What RoadPeace is doing to help
- We produce a guide on the Charging Decision which helps bereaved families pursue a criminal charge prosecution. We also write a guide on Going to Court which aims to help families understand what happens at a trial.
- We try to answer queries from families about a charging decision. This often includes concerns over downgrading or possible reasons for delay.
- We campaign for reform of our driving offences. We call for manslaughter to be the default charge for culpable road deaths, revising the charging standards of Careless Driving and Dangerous Driving, as well as key gaps such as (Knowingly) Leaving the Scene of a Fatal/Serious Injury collision. We want criminal charges to recognise when serious injury has been caused.

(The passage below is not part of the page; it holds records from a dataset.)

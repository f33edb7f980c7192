//! GUI actuators: the UI-TARS command-line agent, and a dry-run stand-in that only logs.

use serde::Serialize;
use std::path::{Path, PathBuf};
use std::process::Stdio;
use std::time::Duration;
use taskpilot_core::{Actuator, ActuatorError, ActuatorOutcome, ActuatorSettings, ConfigError};

const CLI_CONFIG_FILE: &str = ".ui-tars-cli.json";

/// Model settings the UI-TARS CLI reads at start-up.
#[derive(Serialize)]
#[serde(rename_all = "camelCase")]
struct CliConfig<'a> {
    #[serde(rename = "baseURL")]
    base_url: &'a str,
    api_key: &'a str,
    model: &'a str,
    use_responses_api: bool,
}

/// Writes the CLI's model config to `path` (normally `~/.ui-tars-cli.json`).
pub fn write_cli_config(path: &Path, settings: &ActuatorSettings) -> std::io::Result<()> {
    let config = CliConfig {
        base_url: &settings.base_url,
        api_key: &settings.api_key,
        model: &settings.model,
        use_responses_api: settings.use_responses_api,
    };
    let body = serde_json::to_string_pretty(&config).map_err(std::io::Error::other)?;
    std::fs::write(path, body)
}

fn home_config_path() -> Option<PathBuf> {
    std::env::var_os("HOME")
        .or_else(|| std::env::var_os("USERPROFILE"))
        .map(|home| PathBuf::from(home).join(CLI_CONFIG_FILE))
}

/// Runs `<cli> start -t <target> -q <instruction>` once per step.
pub struct UiTarsCli {
    command: Vec<String>,
}

impl UiTarsCli {
    /// Requires `actuator.base_url`, `actuator.api_key` and `actuator.model`.
    pub fn from_settings(settings: &ActuatorSettings) -> Result<Self, ConfigError> {
        if settings.base_url.trim().is_empty() {
            return Err(ConfigError::MissingCredential("actuator.base_url"));
        }
        if settings.api_key.trim().is_empty() {
            return Err(ConfigError::MissingCredential("actuator.api_key"));
        }
        if settings.model.trim().is_empty() {
            return Err(ConfigError::MissingCredential("actuator.model"));
        }
        let command = match settings.cli_path.as_deref().map(str::trim) {
            Some(path) if !path.is_empty() => vec![path.to_string(), "start".to_string()],
            _ => vec![
                "npx".to_string(),
                "@ui-tars/cli@latest".to_string(),
                "start".to_string(),
            ],
        };
        match home_config_path() {
            Some(path) => {
                if let Err(e) = write_cli_config(&path, settings) {
                    tracing::warn!(target: "taskpilot::actuator", path = %path.display(), error = %e, "could not write UI-TARS config");
                }
            }
            None => tracing::warn!(target: "taskpilot::actuator", "no home directory; UI-TARS config not written"),
        }
        Ok(Self { command })
    }

    /// Replaces the launcher (program plus leading arguments).
    pub fn with_command(mut self, command: Vec<String>) -> Self {
        self.command = command;
        self
    }

    async fn run(
        &self,
        instruction: &str,
        target: &str,
        timeout: Option<Duration>,
    ) -> Result<ActuatorOutcome, ActuatorError> {
        if instruction.trim().is_empty() {
            return Err(ActuatorError::EmptyInstruction);
        }
        let (program, leading) = self
            .command
            .split_first()
            .ok_or_else(|| ActuatorError::Spawn("empty command".to_string()))?;
        let child = tokio::process::Command::new(program)
            .args(leading)
            .args(["-t", target, "-q", instruction])
            .stdin(Stdio::null())
            .stdout(Stdio::piped())
            .stderr(Stdio::piped())
            .kill_on_drop(true)
            .spawn()
            .map_err(|e| ActuatorError::Spawn(format!("{}: {}", program, e)))?;

        let output = match timeout {
            Some(limit) => match tokio::time::timeout(limit, child.wait_with_output()).await {
                Ok(output) => output?,
                Err(_) => {
                    tracing::warn!(target: "taskpilot::actuator", secs = limit.as_secs_f32(), "UI-TARS timed out");
                    return Ok(ActuatorOutcome::failed(format!(
                        "timed out after {}s",
                        limit.as_secs_f32()
                    )));
                }
            },
            None => child.wait_with_output().await?,
        };

        let stdout = String::from_utf8_lossy(&output.stdout).trim().to_string();
        let stderr = String::from_utf8_lossy(&output.stderr).trim().to_string();
        let exit_code = output.status.code();
        let success = output.status.success();
        let error = if success {
            None
        } else if !stderr.is_empty() {
            Some(stderr.clone())
        } else {
            Some(match exit_code {
                Some(code) => format!("exited with code {}", code),
                None => "terminated by signal".to_string(),
            })
        };
        Ok(ActuatorOutcome {
            success,
            stdout,
            stderr,
            error,
            exit_code,
        })
    }
}

#[async_trait::async_trait]
impl Actuator for UiTarsCli {
    fn name(&self) -> &str {
        "ui_tars"
    }

    async fn execute(
        &self,
        instruction: &str,
        target: &str,
        timeout: Option<Duration>,
    ) -> Result<ActuatorOutcome, ActuatorError> {
        tracing::info!(target: "taskpilot::actuator", target_operator = target, instruction, "UI-TARS step");
        match self.run(instruction, target, timeout).await {
            Ok(outcome) => Ok(outcome),
            Err(e) => {
                tracing::warn!(target: "taskpilot::actuator", error = %e, "UI-TARS invocation failed");
                Ok(ActuatorOutcome::failed(e.to_string()))
            }
        }
    }
}

/// Logs each instruction and reports success without touching the desktop.
#[derive(Debug, Default, Clone, Copy)]
pub struct DryRunActuator;

#[async_trait::async_trait]
impl Actuator for DryRunActuator {
    fn name(&self) -> &str {
        "dry_run"
    }

    async fn execute(
        &self,
        instruction: &str,
        target: &str,
        _timeout: Option<Duration>,
    ) -> Result<ActuatorOutcome, ActuatorError> {
        if instruction.trim().is_empty() {
            return Err(ActuatorError::EmptyInstruction);
        }
        tracing::info!(target: "taskpilot::actuator", target_operator = target, instruction, "dry run");
        Ok(ActuatorOutcome::succeeded(format!("[dry run] {}", instruction)))
    }
}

- We publicise the overlap in the charging standards of Careless Driving and Dangerous Driving in a graphic. And we have tried to raise awareness of the inconsistency in prosecution with publishing data showing how the ratio of Dangerous Driving prosecutions to Careless Driving prosecutions varied widely across the country. In 2012, we held a Traffic Justice panel discussion entitled You say Careless, I say Dangerous, with speakers from the CPS, Magistrates Association, academics and CTC, as well as RoadPeace.
- Re charging decision. We have lobbied for greater transparency with charging decisions. Police should report the reasons for No Further Action as this could be due to driver innocence, lack of evidence, not in public interest, or lack of confidence in getting a jury to convict. We have called for police to pass investigation file to CPS when requested by bereaved family.
- We have called for the CPS and the MoJ to review the borderline cases where Causing Death by Dangerous Driving is downgraded to Causing Death by Careless Driving and where convictions of Causing Death by Careless Driving result in a custodial sentence.
- We have lobbied for HMCPSI to review the CPS prosecution of road deaths. This has been reviewed three times and RoadPeace has been consulted each time.
- We ensure our calls are evidence based. We monitor the MoJ statistics on the prosecutions and convictions of driving offences, especially for causing a death. We publish our annual Causing death by driving briefing which summarises the number of prosecutions, sentences and the sentences given for the main causing death by driving offences.